The borderland between two enemy territories is an unlikely place for healing and grace to happen. In real time, we witness daily the horrors, the risks, the fear, the pain and suffering that so many human beings endure in their attempts to make it through the boundaries from the brokenness of their lives to something more whole. Boundaries can be frightening, dangerous and difficult places.
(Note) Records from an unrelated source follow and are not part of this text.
//! Ledger keys and their classification.
//!
//! Every entry in the live store or the hot archive is addressed by an
//! [`EntryKey`]. Keys carry enough information to classify the entry:
//!
//! - *classic* keys (accounts, trustlines, offers, data, claimable balances)
//!   have no TTL and are never archived;
//! - *contract* keys (data and code) have a TTL sibling and a persistence
//!   class: persistent entries are archivable, temporary ones are deleted on
//!   expiry;
//! - *TTL* keys address the sibling records themselves, derived by hashing
//!   the partner key's canonical encoding.

use crate::codec;
use cinder_common::Hash256;
use serde::{Deserialize, Serialize};

use crate::val::Val;

/// A 32-byte account identifier (public key).
#[derive(
    Debug, Clone, Copy, PartialEq, Eq, PartialOrd, Ord, Hash, Default, Serialize, Deserialize,
)]
pub struct AccountId(pub [u8; 32]);

/// A 32-byte contract identifier.
#[derive(Debug, Clone, Copy, PartialEq, Eq, PartialOrd, Ord, Hash, Serialize, Deserialize)]
pub struct ContractId(pub Hash256);

/// Asset code with issuer, for trustline keys.
#[derive(Debug, Clone, Copy, PartialEq, Eq, PartialOrd, Ord, Hash, Serialize, Deserialize)]
pub struct AssetCode {
    /// Up to 12 bytes of asset code, zero padded.
    pub code: [u8; 12],
    /// The issuing account.
    pub issuer: AccountId,
}

/// Persistence class of a contract data entry.
#[derive(Debug, Clone, Copy, PartialEq, Eq, PartialOrd, Ord, Hash, Serialize, Deserialize)]
pub enum Durability {
    /// Deleted on expiry, never archived.
    Temporary,
    /// Evicted to the hot archive on expiry, restorable.
    Persistent,
}

/// A ledger entry key.
///
/// The derived `Ord` is the canonical total order: variant tag first, then
/// field-wise comparison. Both stores iterate in this order.
#[derive(Debug, Clone, PartialEq, Eq, PartialOrd, Ord, Hash, Serialize, Deserialize)]
pub enum EntryKey {
    /// Classic account.
    Account { account_id: AccountId },
    /// Classic trustline.
    Trustline { account_id: AccountId, asset: AssetCode },
    /// Classic offer.
    Offer { seller: AccountId, offer_id: i64 },
    /// Classic named data entry.
    Data { account_id: AccountId, name: String },
    /// Classic claimable balance.
    ClaimableBalance { balance_id: Hash256 },
    /// Contract data entry.
    ContractData {
        contract: ContractId,
        key: Val,
        durability: Durability,
    },
    /// Contract code entry.
    ContractCode { hash: Hash256 },
    /// TTL sibling record, keyed by the hash of the partner key.
    Ttl { key_hash: Hash256 },
}

impl EntryKey {
    /// Whether this is a contract data or code key (has a TTL sibling).
    pub fn is_contract(&self) -> bool {
        matches!(
            self,
            EntryKey::ContractData { .. } | EntryKey::ContractCode { .. }
        )
    }

    /// Whether this key is archivable: contract code, or contract data with
    /// persistent durability.
    pub fn is_persistent(&self) -> bool {
        match self {
            EntryKey::ContractCode { .. } => true,
            EntryKey::ContractData { durability, .. } => *durability == Durability::Persistent,
            _ => false,
        }
    }

    /// Whether this key is a temporary contract data key.
    pub fn is_temporary(&self) -> bool {
        matches!(
            self,
            EntryKey::ContractData {
                durability: Durability::Temporary,
                ..
            }
        )
    }

    /// Whether this is a classic (non-contract, non-TTL) key.
    pub fn is_classic(&self) -> bool {
        !self.is_contract() && !self.is_ttl()
    }

    /// Whether this is a TTL key.
    pub fn is_ttl(&self) -> bool {
        matches!(self, EntryKey::Ttl { .. })
    }

    /// Whether this is a contract code key.
    pub fn is_contract_code(&self) -> bool {
        matches!(self, EntryKey::ContractCode { .. })
    }

    /// Derive the TTL key for a contract entry key.
    ///
    /// The TTL key hash is the SHA-256 of the partner key's canonical
    /// encoding, so derivation is deterministic and injective per key.
    ///
    /// # Panics
    ///
    /// Debug-asserts that `self` is a contract key; TTL keys exist only for
    /// contract data and code.
    pub fn ttl_key(&self) -> EntryKey {
        debug_assert!(self.is_contract(), "TTL keys exist only for contract entries");
        EntryKey::Ttl {
            key_hash: Hash256::hash(&codec::encode_key(self)),
        }
    }
}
Yet, that is where the story tells us that Jesus does his work of healing. Jesus meets us on the boundaries. Indeed, the powerful grace of God may do its best work in those uncomfortably ambiguous spaces in our lives where our future wellbeing is uncertain – – but like #10, we may have to learn how be able to feel and see that grace in action – to see what the Holy One is doing. And when we do, we are able to come back and say thank-you. We begin to heal – to become whole – in spite of the time we have spent in the borderlands of illness and pain and suffering.

We may not ever go back to who we were before crossing the boundary into illness, but we may return and be renewed in ways we could not have imagined. A kind of death and resurrection happens. It can be amazing – – but this is the way grace works. May we have the eyes and ears and the heart to see it and give thanks.